** Problem description **
The answer should consist solely of the lines from the first one below through the line containing "compiled into the", copied exactly.

Collection entries

────────

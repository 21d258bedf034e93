//! # TaskDesk Shared Library
//!
//! Domain types, persistence and authentication used by the TaskDesk API.
//!
//! ## Module Organization
//!
//! - `models`: users, tasks and their input/filter types
//! - `auth`: passwords, bearer tokens, the credential store and role checks
//! - `store`: persistence traits with PostgreSQL and in-memory backends
//! - `db`: connection pool and embedded migrations

pub mod auth;
pub mod db;
pub mod models;
pub mod store;

/// Current version of the TaskDesk shared library
pub const VERSION: &str = env!("CARGO_PKG_VERSION");
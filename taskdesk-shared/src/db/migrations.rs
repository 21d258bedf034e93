/// Embedded schema migrations
///
/// The SQL files under `taskdesk-shared/migrations/` are compiled into the
/// binary, so a deployed server needs no migration files on disk.
///
/// # Example
///
/// ```no_run
/// use taskdesk_shared::db::pool::{create_pool, DatabaseConfig};
/// use taskdesk_shared::db::migrations::run_migrations;
///
/// # async fn example() -> Result<(), Box<dyn std::error::Error>> {
/// let pool = create_pool(DatabaseConfig::default()).await?;
/// run_migrations(&pool).await?;
/// # Ok(())
/// # }
/// ```

use sqlx::migrate::Migrator;
use sqlx::postgres::PgPool;
use tracing::{info, warn};

/// Migrations bundled at compile time
pub static MIGRATOR: Migrator = sqlx::migrate!("./migrations");

/// Applies every pending migration
///
/// Already-applied migrations are skipped, so this is safe to call on every
/// startup.
pub async fn run_migrations(pool: &PgPool) -> Result<(), sqlx::migrate::MigrateError> {
    info!(
        available = MIGRATOR.iter().count(),
        "Running database migrations"
    );

    match MIGRATOR.run(pool).await {
        Ok(()) => {
            info!("Database schema is up to date");
            Ok(())
        }
        Err(e) => {
            warn!(error = %e, "Migration failed");
            Err(e)
        }
    }
}
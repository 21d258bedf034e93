//! # TaskDesk API Server Library
//!
//! HTTP layer of the task tracker: configuration, router, access control,
//! request validation, handlers and the error translator.
//!
//! ## Modules
//!
//! - `app`: Application state and router builder
//! - `config`: Configuration management
//! - `error`: Error handling and HTTP response mapping
//! - `middleware`: Authentication, role checks and error detail
//! - `response`: Success envelope
//! - `routes`: API route handlers
//! - `validation`: Validated JSON extractor and rule helpers

pub mod app;
pub mod config;
pub mod error;
pub mod middleware;
pub mod response;
pub mod routes;
pub mod validation;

────────

** Task result **
repository 21d258bedf034e93
//! # TaskDesk Shared Library
//!
//! Domain types, persistence and authentication used by the TaskDesk API.
//!
//! ## Module Organization
//!
//! - `models`: users, tasks and their input/filter types
//! - `auth`: passwords, bearer tokens, the credential store and role checks
//! - `store`: persistence traits with PostgreSQL and in-memory backends
//! - `db`: connection pool and embedded migrations

pub mod auth;
pub mod db;
pub mod models;
pub mod store;

/// Current version of the TaskDesk shared library
pub const VERSION: &str = env!("CARGO_PKG_VERSION");
filename taskdesk-shared/src/db/migrations.rs
repository 21d258bedf034e93
/// Embedded schema migrations
///
/// The SQL files under `taskdesk-shared/migrations/` are compiled into the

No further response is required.